Training NLP-based Models with Hugging Face#

Training an NLP-based model involves several steps, including loading the data, encoding the data, defining the model architecture, and conducting the actual training process.

Archai implements abstract base classes that defines the expected behavior of some classes, such as datasets (DatasetProvider) and trainers (TrainerBase). Additionally, we offer boilerplate classes for the most common frameworks, such as a DatasetProvider compatible with huggingface/datasets and a TrainerBase compatible with huggingface/transformers.

Loading and Encoding the Data#

When using a dataset provider, such as Hugging Face’s datasets library, the data loading process is simplified, as the provider takes care of downloading and pre-processing the required dataset. Next, the data needs to be encoded, typically by converting text data into numerical representations that can be fed into the model.

This step is accomplished in the same way as the previous notebook:

[1]:
from transformers import AutoTokenizer, DataCollatorForLanguageModeling
from archai.datasets.nlp.hf_dataset_provider import HfHubDatasetProvider
from archai.datasets.nlp.hf_dataset_provider_utils import tokenize_dataset

tokenizer = AutoTokenizer.from_pretrained("Salesforce/codegen-350M-mono", model_max_length=1024)
tokenizer.pad_token = tokenizer.eos_token

collator = DataCollatorForLanguageModeling(tokenizer=tokenizer, mlm=False)
dataset_provider = HfHubDatasetProvider("wikitext", dataset_config_name="wikitext-103-raw-v1")

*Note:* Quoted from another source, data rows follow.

#[cfg(test)]
mod tests {
    use super::*;
    use crate::event::{MemoryRegions, PauseEvent, SafepointEvent, SubPhases, WorkerTimes};

    fn pause(kind: EventKind, ts: u64, us: u64) -> Event {
        Event::Pause(PauseEvent {
            kind,
            timestamp_ms: ts,
            duration_us: us,
            trigger: Trigger::None,
            regions: MemoryRegions::default(),
            worker: None,
            phases: SubPhases::default(),
            gc_id: None,
            perm_gen: false,
        })
    }

    fn aggregator() -> Aggregator {
        Aggregator::new(Thresholds::default(), false)
    }

    #[test]
    fn test_ordered_blocking_events_accepted() {
        let mut agg = aggregator();
        agg.ingest(&pause(EventKind::PsYoung, 1000, 5000)).unwrap();
        agg.ingest(&pause(EventKind::PsYoung, 2000, 5000)).unwrap();
        assert_eq!(agg.state().pauses[&EventCategory::Young].count, 2);
    }

    #[test]
    fn test_timewarp_on_backward_blocking() {
        let mut agg = aggregator();
        agg.ingest(&pause(EventKind::PsYoung, 2000, 5000)).unwrap();
        let err = agg.ingest(&pause(EventKind::PsYoung, 1000, 5000)).unwrap_err();
        assert_eq!(err.previous_ms, 2000);
        assert_eq!(err.current_ms, 1000);
        // Terminal for that ingest: nothing was recorded.
        assert_eq!(agg.state().events_ingested, 1);
    }

    #[test]
    fn test_reorder_waives_ordering() {
        let mut agg = Aggregator::new(Thresholds::default(), true);
        agg.ingest(&pause(EventKind::PsYoung, 2000, 5000)).unwrap();
        agg.ingest(&pause(EventKind::PsYoung, 1000, 5000)).unwrap();
        assert_eq!(agg.state().events_ingested, 2);
    }

    #[test]
    fn test_concurrent_events_exempt_from_ordering() {
        let mut agg = aggregator();
        agg.ingest(&pause(EventKind::PsYoung, 5000, 1000)).unwrap();
        let concurrent = Event::Concurrent(crate::event::ConcurrentEvent {
            kind: EventKind::CmsConcurrentMark,
            timestamp_ms: 1000,
            duration_us: Some(10),
            gc_id: None,
        });
        agg.ingest(&concurrent).unwrap();
    }

    #[test]
    fn test_safepoint_stream_ordering_is_separate() {
        let mut agg = aggregator();
        agg.ingest(&pause(EventKind::PsYoung, 5000, 1000)).unwrap();
        // Safepoint at an earlier timestamp than the blocking stream is
        // fine; the streams are ordered independently.
        let sp = Event::Safepoint(SafepointEvent {
            timestamp_ms: 4000,
            duration_us: 100,
            sync_us: None,
            operation: None,
        });
        agg.ingest(&sp).unwrap();
    }

    #[test]
    fn test_sys_over_user_tolerance() {
        let mut agg = aggregator();
        let mut p = pause(EventKind::PsYoung, 1000, 5000);
        if let Event::Pause(pe) = &mut p {
            // 1ms over user: inside tolerance, not counted.
            pe.worker = Some(WorkerTimes { user_us: 10_000, sys_us: 11_000, real_us: 20_000 });
        }
        agg.ingest(&p).unwrap();
        assert_eq!(agg.state().sys_over_user_count, 0);

        let mut p = pause(EventKind::PsYoung, 2000, 5000);
        if let Event::Pause(pe) = &mut p {
            pe.worker = Some(WorkerTimes { user_us: 10_000, sys_us: 20_000, real_us: 30_000 });
        }
        agg.ingest(&p).unwrap();
        assert_eq!(agg.state().sys_over_user_count, 1);
        assert_eq!(agg.state().sys_over_user_worst.unwrap().excess_us, 10_000);
    }

    #[test]
    fn test_inverted_parallelism_tracks_worst() {
        let mut agg = aggregator();
        for (ts, user, real) in [(1000u64, 10_000u64, 15_000i64), (2000, 10_000, 40_000)] {
            let mut p = pause(EventKind::ParNew, ts, 5000);
            if let Event::Pause(pe) = &mut p {
                pe.worker = Some(WorkerTimes { user_us: user, sys_us: 0, real_us: real });
            }
            agg.ingest(&p).unwrap();
        }
        assert_eq!(agg.state().inverted_parallelism_count, 2);
        let worst = agg.state().inverted_parallelism_worst.unwrap();
        assert_eq!(worst.timestamp_ms, 2000);
        assert_eq!(worst.excess_us, 30_000);
    }

    #[test]
    fn test_negative_real_flagged_not_rejected() {
        let mut agg = aggregator();
        let mut p = pause(EventKind::PsYoung, 1000, 5000);
        if let Event::Pause(pe) = &mut p {
            pe.worker = Some(WorkerTimes { user_us: 10_000, sys_us: 0, real_us: -5000 });
        }
        agg.ingest(&p).unwrap();
        assert_eq!(agg.state().negative_real_time_count, 1);
        assert_eq!(agg.state().events_ingested, 1);
    }

    #[test]
    fn test_subphases_counted_only_when_positive() {
        let mut agg = aggregator();
        let mut p = pause(EventKind::CmsRemark, 1000, 5000);
        if let Event::Pause(pe) = &mut p {
            pe.phases.root_scanning_us = Some(0);
            pe.phases.other_us = Some(400);
        }
        agg.ingest(&p).unwrap();
        assert_eq!(agg.state().root_scanning.count, 0);
        assert_eq!(agg.state().other_phase.count, 1);
    }

    #[test]
    fn test_family_learned_from_events() {
        let mut agg = aggregator();
        agg.ingest(&pause(EventKind::ParNew, 1000, 5000)).unwrap();
        assert_eq!(agg.state().family, CollectorFamily::Cms);
        assert!(agg.state().families_seen.contains(&CollectorFamily::Cms));
    }
}
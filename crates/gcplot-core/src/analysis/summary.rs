//! Read-only projection of accumulated run state into the report-ready
//! summary.

use std::collections::BTreeMap;

use serde::Serialize;

use super::rules::Finding;
use super::{DurationStat, RunState, WorstOffender};

#[derive(Clone, Copy, Debug, Default, Serialize)]
pub struct CategorySummary {
    pub count: u64,
    pub total_ms: u64,
    pub max_ms: u64,
}

impl From<DurationStat> for CategorySummary {
    fn from(stat: DurationStat) -> Self {
        Self {
            count: stat.count,
            total_ms: stat.total_ms(),
            max_ms: stat.max_ms(),
        }
    }
}

/// Everything the reporting layer needs, in one serializable structure.
/// Bottleneck lists and preprocessing diagnostics are attached by the
/// pipeline, which owns those collaborators.
#[derive(Debug, Serialize)]
pub struct RunSummary {
    pub events_ingested: usize,

    // JVM and host metadata harvested from headers.
    pub collector_families: Vec<String>,
    pub jdk_major: Option<u32>,
    pub physical_memory_bytes: Option<u64>,
    pub command_line: Option<String>,

    // Durations per reporting category.
    pub pause_categories: BTreeMap<String, CategorySummary>,
    pub concurrent_phases: CategorySummary,
    pub safepoints: CategorySummary,
    pub stopped_time: CategorySummary,
    pub application_time_ms: u64,
    pub root_scanning: CategorySummary,
    pub other_phase: CategorySummary,

    pub max_pause_ms: u64,
    pub total_pause_ms: u64,
    /// Fraction of elapsed time not spent in blocking pauses or
    /// safepoints; `None` when the log spans no measurable time.
    pub throughput_pct: Option<f64>,

    pub distinct_event_kinds: Vec<String>,
    pub distinct_triggers: Vec<String>,

    pub findings: Vec<Finding>,

    // Worker-timing anomalies.
    pub sys_over_user_count: usize,
    pub sys_over_user_worst: Option<WorstOffender>,
    pub inverted_parallelism_count: usize,
    pub inverted_parallelism_worst: Option<WorstOffender>,
    pub inverted_serialism_count: usize,
    pub inverted_serialism_worst: Option<WorstOffender>,
    pub negative_real_time_count: usize,

    // Log-completeness evidence.
    pub unrecognized_lines: usize,
    pub boilerplate_lines: usize,
    pub last_unprocessed_line: Option<String>,

    pub blocking_bottlenecks: Vec<String>,
    pub safepoint_bottlenecks: Vec<String>,
}

impl RunSummary {
    /// Project the run state. Meaningful only after at least one ingest;
    /// an empty state projects to an all-zero summary.
    pub fn from_state(state: &RunState) -> RunSummary {
        let mut pause_categories = BTreeMap::new();
        let mut total_pause_us = 0u64;
        let mut max_pause_us = 0u64;
        for (category, stat) in &state.pauses {
            total_pause_us += stat.total_us;
            max_pause_us = max_pause_us.max(stat.max_us);
            pause_categories.insert(format!("{category:?}"), CategorySummary::from(*stat));
        }

        let wall_ms = match (state.first_event_ms, state.last_event_ms) {
            (Some(first), Some(last)) if last > first => Some(last - first),
            _ => None,
        };
        let paused_ms = total_pause_us / 1000 + state.safepoints.total_ms();
        let throughput_pct = wall_ms.map(|wall| {
            ((1.0 - paused_ms as f64 / wall as f64) * 100.0).max(0.0)
        });

        let mut distinct_event_kinds: Vec<String> =
            state.kinds_seen.iter().map(|k| k.name().to_string()).collect();
        distinct_event_kinds.sort();
        let mut distinct_triggers: Vec<String> =
            state.triggers_seen.iter().map(|t| format!("{t:?}")).collect();
        distinct_triggers.sort();
        let mut collector_families: Vec<String> =
            state.families_seen.iter().map(|f| f.name().to_string()).collect();
        collector_families.sort();

        RunSummary {
            events_ingested: state.events_ingested,
            collector_families,
            jdk_major: state.jdk_major,
            physical_memory_bytes: state.physical_memory.map(|m| m.bytes()),
            command_line: state.command_line.clone(),
            pause_categories,
            concurrent_phases: state.concurrent_phases.into(),
            safepoints: state.safepoints.into(),
            stopped_time: state.stopped_time.into(),
            application_time_ms: state.application_time_us / 1000,
            root_scanning: state.root_scanning.into(),
            other_phase: state.other_phase.into(),
            max_pause_ms: max_pause_us / 1000,
            total_pause_ms: total_pause_us / 1000,
            throughput_pct,
            distinct_event_kinds,
            distinct_triggers,
            findings: state.findings.clone(),
            sys_over_user_count: state.sys_over_user_count,
            sys_over_user_worst: state.sys_over_user_worst,
            inverted_parallelism_count: state.inverted_parallelism_count,
            inverted_parallelism_worst: state.inverted_parallelism_worst,
            inverted_serialism_count: state.inverted_serialism_count,
            inverted_serialism_worst: state.inverted_serialism_worst,
            negative_real_time_count: state.negative_real_time_count,
            unrecognized_lines: state.unrecognized_lines,
            boilerplate_lines: 0,
            last_unprocessed_line: None,
            blocking_bottlenecks: Vec::new(),
            safepoint_bottlenecks: Vec::new(),
        }
    }
}

#[cfg(test)]
mod tests {
    use super::*;
    use crate::analysis::{Aggregator, Thresholds};
    use crate::event::{
        Event, EventKind, MemoryRegions, PauseEvent, SubPhases, Trigger,
    };

    fn pause(kind: EventKind, ts: u64, us: u64, trigger: Trigger) -> Event {
        Event::Pause(PauseEvent {
            kind,
            timestamp_ms: ts,
            duration_us: us,
            trigger,
            regions: MemoryRegions::default(),
            worker: None,
            phases: SubPhases::default(),
            gc_id: None,
            perm_gen: false,
        })
    }

    #[test]
    fn test_summary_projects_totals() {
        let mut agg = Aggregator::new(Thresholds::default(), false);
        agg.ingest(&pause(EventKind::PsYoung, 1000, 20_000, Trigger::None)).unwrap();
        agg.ingest(&pause(EventKind::PsYoung, 5000, 30_000, Trigger::None)).unwrap();
        agg.ingest(&pause(EventKind::PsFull, 11_000, 100_000, Trigger::SystemGc)).unwrap();

        let summary = RunSummary::from_state(agg.state());
        assert_eq!(summary.events_ingested, 3);
        assert_eq!(summary.total_pause_ms, 150);
        assert_eq!(summary.max_pause_ms, 100);
        assert_eq!(summary.pause_categories["Young"].count, 2);
        assert_eq!(summary.pause_categories["Full"].max_ms, 100);
        // 150ms paused over a 10s window.
        let throughput = summary.throughput_pct.unwrap();
        assert!((throughput - 98.5).abs() < 0.01);
        assert!(summary.distinct_triggers.contains(&"SystemGc".to_string()));
    }

    #[test]
    fn test_summary_serializes() {
        let mut agg = Aggregator::new(Thresholds::default(), false);
        agg.ingest(&pause(EventKind::G1Young, 1000, 5000, Trigger::G1EvacuationPause)).unwrap();
        let summary = RunSummary::from_state(agg.state());
        // The reporting layer consumes this as data; it must serialize.
        let s = format!("{summary:?}");
        assert!(s.contains("G1"));
    }
}
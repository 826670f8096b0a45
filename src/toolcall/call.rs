// A single tool invocation and its guarded lifecycle
//
// The state lives in one watch cell. Every transition is checked and
// committed inside `send_if_modified`, so the approval path and the worker
// path can race on the same call and exactly one of them wins. Commit and
// publish happen under a per-call async lock so subscribers see transitions
// in commit order.

use chrono::{DateTime, Utc};
use serde_json::Value;
use std::sync::Arc;
use tokio::sync::{watch, Mutex};
use tokio_util::sync::CancellationToken;
use tracing::{debug, info};

use super::state::ToolCallState;
use crate::errors::TransitionError;
use crate::events::{AgentEvent, EventBroker, PermissionRequest, ToolCallUpdate};
use crate::pubsub::EventKind;
use crate::tools::ToolUse;

/// Everything about a call that changes over its lifetime
#[derive(Debug, Clone, PartialEq)]
pub struct ToolCallSnapshot {
    pub state: ToolCallState,
    /// Set by `start()`; elapsed-time display is left to the consumer
    pub started_at: Option<DateTime<Utc>>,
    pub finished_at: Option<DateTime<Utc>>,
    pub output: Option<String>,
    pub error: Option<String>,
}

impl ToolCallSnapshot {
    fn pending() -> Self {
        Self {
            state: ToolCallState::Pending,
            started_at: None,
            finished_at: None,
            output: None,
            error: None,
        }
    }
}

struct ToolCallInner {
    tool_use: ToolUse,
    session_id: String,
    created_at: DateTime<Utc>,
    cell: watch::Sender<ToolCallSnapshot>,
    broker: EventBroker,
    publishing: Mutex<()>,
    /// Fired once the call is cancelled
    cancelled: CancellationToken,
}

/// Shared handle to one tool call. Clones observe and mutate the same call.
#[derive(Clone)]
pub struct ToolCall {
    inner: Arc<ToolCallInner>,
}

impl std::fmt::Debug for ToolCall {
    fn fmt(&self, f: &mut std::fmt::Formatter<'_>) -> std::fmt::Result {
        f.debug_struct("ToolCall")
            .field("id", &self.inner.tool_use.id)
            .field("name", &self.inner.tool_use.name)
            .field("state", &self.state())
            .finish()
    }
}

impl ToolCall {
    /// Create a call in `Pending` without announcing it
    pub fn new(tool_use: ToolUse, session_id: impl Into<String>, broker: EventBroker) -> Self {
        let (cell, _) = watch::channel(ToolCallSnapshot::pending());
        Self {
            inner: Arc::new(ToolCallInner {
                tool_use,
                session_id: session_id.into(),
                created_at: Utc::now(),
                cell,
                broker,
                publishing: Mutex::new(()),
                cancelled: CancellationToken::new(),
            }),
        }
    }

    /// Create a call and publish its creation
    pub async fn create(
        tool_use: ToolUse,
        session_id: impl Into<String>,
        broker: EventBroker,
    ) -> Self {
        let call = Self::new(tool_use, session_id, broker);
        call.publish_update(EventKind::Created, None, ToolCallState::Pending)
            .await;
        call
    }

    pub fn id(&self) -> &str {
        &self.inner.tool_use.id
    }

    pub fn name(&self) -> &str {
        &self.inner.tool_use.name
    }

    pub fn input(&self) -> &Value {
        &self.inner.tool_use.input
    }

    pub fn tool_use(&self) -> &ToolUse {
        &self.inner.tool_use
    }

    pub fn session_id(&self) -> &str {
        &self.inner.session_id
    }

    pub fn created_at(&self) -> DateTime<Utc> {
        self.inner.created_at
    }

    pub fn state(&self) -> ToolCallState {
        self.inner.cell.borrow().state
    }

    pub fn snapshot(&self) -> ToolCallSnapshot {
        self.inner.cell.borrow().clone()
    }

    /// Ask an external approver. Only valid from `Pending`.
    pub async fn request_permission(&self) -> Result<(), TransitionError> {
        self.transition(ToolCallState::PermissionPending, |_| {})
            .await?;

        let request = PermissionRequest {
            session_id: self.inner.session_id.clone(),
            tool_call_id: self.id().to_string(),
            tool_name: self.name().to_string(),
            input: self.input().clone(),
        };
        self.inner
            .broker
            .publish(EventKind::Created, AgentEvent::PermissionRequested(request))
            .await;
        Ok(())
    }

    pub async fn approve(&self) -> Result<(), TransitionError> {
        self.transition(ToolCallState::PermissionApproved, |_| {})
            .await
    }

    pub async fn deny(&self) -> Result<(), TransitionError> {
        self.transition(ToolCallState::PermissionDenied, |snap| {
            snap.finished_at = Some(Utc::now());
        })
        .await
    }

    /// Begin execution. Valid from `Pending` (pre-approved) or `PermissionApproved`.
    pub async fn start(&self) -> Result<(), TransitionError> {
        self.transition(ToolCallState::Running, |snap| {
            snap.started_at = Some(Utc::now());
        })
        .await
    }

    pub async fn complete(&self, output: impl Into<String>) -> Result<(), TransitionError> {
        let output = output.into();
        self.transition(ToolCallState::Completed, move |snap| {
            snap.output = Some(output);
            snap.finished_at = Some(Utc::now());
        })
        .await
    }

    pub async fn fail(&self, error: impl Into<String>) -> Result<(), TransitionError> {
        let error = error.into();
        self.transition(ToolCallState::Failed, move |snap| {
            snap.error = Some(error);
            snap.finished_at = Some(Utc::now());
        })
        .await
    }

    /// Stop the call from any non-terminal state.
    ///
    /// Also fires the call's cancellation token, so a running executor
    /// holding a token from `cancelled()` sees it.
    pub async fn cancel(&self) -> Result<(), TransitionError> {
        self.transition(ToolCallState::Cancelled, |snap| {
            snap.finished_at = Some(Utc::now());
        })
        .await?;
        self.inner.cancelled.cancel();
        Ok(())
    }

    /// Resolves once `cancel()` has succeeded
    pub async fn cancelled(&self) {
        self.inner.cancelled.cancelled().await
    }

    pub fn is_cancelled(&self) -> bool {
        self.inner.cancelled.is_cancelled()
    }

    /// Wait until the call is no longer awaiting permission.
    ///
    /// Returns the state that ended the wait, or `None` if `cancel` fired
    /// first. Returns immediately when the call is not in `PermissionPending`.
    pub async fn wait_for_decision(&self, cancel: &CancellationToken) -> Option<ToolCallState> {
        let mut rx = self.inner.cell.subscribe();
        let decided = async move {
            rx.wait_for(|snap| snap.state != ToolCallState::PermissionPending)
                .await
                .map(|snap| snap.state)
                .ok()
        };

        tokio::select! {
            _ = cancel.cancelled() => None,
            state = decided => state,
        }
    }

    async fn transition<F>(&self, to: ToolCallState, apply: F) -> Result<(), TransitionError>
    where
        F: FnOnce(&mut ToolCallSnapshot),
    {
        let _order = self.inner.publishing.lock().await;
        let from = self.commit(to, apply)?;
        debug!(tool = %self.name(), id = %self.id(), %from, %to, "Tool call transition");
        if to.is_terminal() {
            info!(tool = %self.name(), id = %self.id(), state = %to, "Tool call finished");
        }
        self.publish_update(EventKind::Updated, Some(from), to)
            .await;
        Ok(())
    }

    /// Check and apply a transition atomically, returning the previous state
    fn commit<F>(&self, to: ToolCallState, apply: F) -> Result<ToolCallState, TransitionError>
    where
        F: FnOnce(&mut ToolCallSnapshot),
    {
        let mut outcome = None;
        self.inner.cell.send_if_modified(|snap| {
            let from = snap.state;
            if from.is_terminal() {
                outcome = Some(Err(TransitionError::AlreadyTerminal {
                    id: self.inner.tool_use.id.clone(),
                    state: from,
                }));
                return false;
            }
            if !from.can_transition_to(to) {
                outcome = Some(Err(TransitionError::Invalid {
                    id: self.inner.tool_use.id.clone(),
                    from,
                    to,
                }));
                return false;
            }
            snap.state = to;
            apply(snap);
            outcome = Some(Ok(from));
            true
        });

        match outcome {
            Some(result) => result,
            // send_if_modified always runs the closure
            None => Err(TransitionError::Invalid {
                id: self.inner.tool_use.id.clone(),
                from: self.state(),
                to,
            }),
        }
    }

    async fn publish_update(&self, kind: EventKind, from: Option<ToolCallState>, to: ToolCallState) {
        let update = ToolCallUpdate {
            session_id: self.inner.session_id.clone(),
            tool_call_id: self.id().to_string(),
            tool_name: self.name().to_string(),
            from,
            to,
            at: Utc::now(),
        };
        self.inner
            .broker
            .publish(kind, AgentEvent::ToolCallUpdated(update))
            .await;
    }
}
// Configuration structs

use serde::{Deserialize, Serialize};
use std::time::Duration;

use super::constants::*;
use crate::pubsub::{BackpressurePolicy, BrokerOptions, DEFAULT_BLOCK_TIMEOUT, DEFAULT_BUFFER_SIZE};
use crate::scheduler::SchedulerConfig;

/// Top-level configuration (`~/.agent-core/config.toml`)
#[derive(Debug, Clone, Default, PartialEq, Serialize, Deserialize)]
pub struct Config {
    #[serde(default)]
    pub broker: BrokerSettings,

    #[serde(default)]
    pub scheduler: SchedulerSettings,

    #[serde(default)]
    pub permissions: PermissionsConfig,

    #[serde(default)]
    pub logging: LoggingConfig,
}

/// Event broker settings
#[derive(Debug, Clone, PartialEq, Serialize, Deserialize)]
pub struct BrokerSettings {
    /// Events buffered per subscriber
    #[serde(default = "default_buffer_size")]
    pub buffer_size: usize,

    #[serde(default)]
    pub policy: BackpressurePolicy,

    /// Only used by the `block_publisher` policy
    #[serde(default = "default_block_timeout_ms")]
    pub block_timeout_ms: u64,
}

impl Default for BrokerSettings {
    fn default() -> Self {
        Self {
            buffer_size: default_buffer_size(),
            policy: BackpressurePolicy::default(),
            block_timeout_ms: default_block_timeout_ms(),
        }
    }
}

impl BrokerSettings {
    pub fn to_options(&self) -> BrokerOptions {
        BrokerOptions::default()
            .with_buffer_size(self.buffer_size)
            .with_policy(self.policy)
            .with_block_timeout(Duration::from_millis(self.block_timeout_ms))
    }
}

/// Scheduler settings
#[derive(Debug, Clone, PartialEq, Serialize, Deserialize)]
pub struct SchedulerSettings {
    #[serde(default = "default_max_concurrent")]
    pub max_concurrent: usize,

    #[serde(default = "default_max_attempts")]
    pub max_attempts: u32,

    #[serde(default = "default_base_delay_ms")]
    pub base_delay_ms: u64,

    #[serde(default = "default_max_delay_ms")]
    pub max_delay_ms: u64,

    /// Fraction in [0, 1]
    #[serde(default = "default_jitter")]
    pub jitter: f64,

    /// Cancel the rest of a batch as soon as one task fails
    #[serde(default)]
    pub fail_fast: bool,
}

impl Default for SchedulerSettings {
    fn default() -> Self {
        Self {
            max_concurrent: DEFAULT_MAX_CONCURRENT,
            max_attempts: DEFAULT_MAX_ATTEMPTS,
            base_delay_ms: DEFAULT_BASE_DELAY_MS,
            max_delay_ms: DEFAULT_MAX_DELAY_MS,
            jitter: DEFAULT_JITTER,
            fail_fast: false,
        }
    }
}

impl SchedulerSettings {
    pub fn to_scheduler_config(&self) -> SchedulerConfig {
        SchedulerConfig {
            max_concurrent: self.max_concurrent,
            max_attempts: self.max_attempts,
            base_delay: Duration::from_millis(self.base_delay_ms),
            max_delay: Duration::from_millis(self.max_delay_ms),
            jitter: self.jitter,
            fail_fast: self.fail_fast,
        }
    }
}

/// Tool approval settings
#[derive(Debug, Clone, Default, PartialEq, Serialize, Deserialize)]
pub struct PermissionsConfig {
    /// Tools that never need approval
    #[serde(default)]
    pub allowed_tools: Vec<String>,

    /// Sessions where every tool is approved
    #[serde(default)]
    pub auto_approve_sessions: Vec<String>,

    /// Skip approval for everything
    /// ⚠️  Use with caution - tools can modify files
    #[serde(default)]
    pub skip: bool,
}

/// Logging settings
#[derive(Debug, Clone, PartialEq, Serialize, Deserialize)]
pub struct LoggingConfig {
    /// Filter directive used when RUST_LOG is unset (e.g. "info", "agent_core=debug")
    #[serde(default = "default_log_level")]
    pub level: String,

    /// Emit JSON lines instead of human-readable output
    #[serde(default)]
    pub json: bool,
}

impl Default for LoggingConfig {
    fn default() -> Self {
        Self {
            level: default_log_level(),
            json: false,
        }
    }
}

impl Config {
    /// Reject settings the runtime cannot honor
    pub fn validate(&self) -> anyhow::Result<()> {
        if self.broker.buffer_size == 0 {
            anyhow::bail!("broker.buffer_size must be at least 1");
        }

        let scheduler = &self.scheduler;
        if scheduler.max_concurrent == 0 {
            anyhow::bail!("scheduler.max_concurrent must be at least 1");
        }
        if scheduler.max_attempts == 0 {
            anyhow::bail!("scheduler.max_attempts must be at least 1");
        }
        if !(0.0..=1.0).contains(&scheduler.jitter) {
            anyhow::bail!(
                "scheduler.jitter must be between 0 and 1 (got {})",
                scheduler.jitter
            );
        }
        if scheduler.base_delay_ms > scheduler.max_delay_ms {
            anyhow::bail!(
                "scheduler.base_delay_ms ({}) exceeds scheduler.max_delay_ms ({})",
                scheduler.base_delay_ms,
                scheduler.max_delay_ms
            );
        }

        if self.logging.level.trim().is_empty() {
            anyhow::bail!("logging.level must not be empty");
        }

        Ok(())
    }
}

fn default_buffer_size() -> usize {
    DEFAULT_BUFFER_SIZE
}

fn default_block_timeout_ms() -> u64 {
    DEFAULT_BLOCK_TIMEOUT.as_millis() as u64
}

fn default_max_concurrent() -> usize {
    DEFAULT_MAX_CONCURRENT
}

fn default_max_attempts() -> u32 {
    DEFAULT_MAX_ATTEMPTS
}

fn default_base_delay_ms() -> u64 {
    DEFAULT_BASE_DELAY_MS
}

fn default_max_delay_ms() -> u64 {
    DEFAULT_MAX_DELAY_MS
}

fn default_jitter() -> f64 {
    DEFAULT_JITTER
}

fn default_log_level() -> String {
    DEFAULT_LOG_LEVEL.to_string()
}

# When loading `train_dataset`, we will override the split argument to only load 1%
# of the data and speed up its encoding
train_dataset = dataset_provider.get_train_dataset(split="train[:1%]")
encoded_train_dataset = train_dataset.map(tokenize_dataset, batched=True, fn_kwargs={"tokenizer": tokenizer})
Found cached dataset wikitext (C:/Users/gderosa/.cache/huggingface/datasets/wikitext/wikitext-103-raw-v1/1.0.0/a241db52902eaf2c6aa732210bead40c090019a499ceb13bcbfa3f8ab646a126)
Loading cached processed dataset at C:\Users\gderosa\.cache\huggingface\datasets\wikitext\wikitext-103-raw-v1\1.0.0\a241db52902eaf2c6aa732210bead40c090019a499ceb13bcbfa3f8ab646a126\cache-04d7ff93d438ade6.arrow

Defining the Model#

Once the data is encoded, we can define any NLP-based model. In this example, we will use a CodeGen architecture from huggingface/transformers.

[2]:
from transformers import CodeGenConfig, CodeGenForCausalLM

config = CodeGenConfig(
    n_positions=1024,
    n_embd=768,
    n_layer=12,
    n_head=12,
    rotary_dim=16,
    bos_token_id=0,
    eos_token_id=0,
    vocab_size=50295,
)
model = CodeGenForCausalLM(config=config)

Running the Trainer#

The final step is to use the Hugging Face trainer abstraction (HfTrainer) to conduct the training process, which involves optimizing the model’s parameters using a pre-defined optimization algorithm and loss function, and updating the model’s parameters based on the training data. This process is repeated until the model converges to a satisfactory accuracy or performance level.

[3]:
from transformers import TrainingArguments
from archai.trainers.nlp.hf_trainer import HfTrainer

training_args = TrainingArguments(
    "hf-codegen",
    evaluation_strategy="no",
    logging_steps=1,
    per_device_train_batch_size=1,
    learning_rate=0.01,
    weight_decay=0.1,
    max_steps=1,
)
trainer = HfTrainer(
    model=model,
    args=training_args,
    data_collator=collator,
    train_dataset=encoded_train_dataset,
)

trainer.train()
c:\Users\gderosa\Anaconda3\envs\archai\lib\site-packages\transformers\optimization.py:395: FutureWarning: This implementation of AdamW is deprecated and will be removed in a future version. Use the PyTorch implementation torch.optim.AdamW instead, or set `no_deprecation_warning=True` to disable this warning
  FutureWarning,
You're using a CodeGenTokenizerFast tokenizer. Please note that with a fast tokenizer, using the `__call__` method is faster than using a method to encode the text followed by a call to the `pad` method to get a padded encoding.
{'loss': 10.8762, 'learning_rate': 0.0, 'epoch': 0.0}
{'train_runtime': 25.7651, 'train_samples_per_second': 0.039, 'train_steps_per_second': 0.039, 'train_loss': 10.876193046569824, 'epoch': 0.0}
[3]:
TrainOutput(global_step=1, training_loss=10.876193046569824, metrics={'train_runtime': 25.7651, 'train_samples_per_second': 0.039, 'train_steps_per_second': 0.039, 'train_loss': 10.876193046569824, 'epoch': 0.0})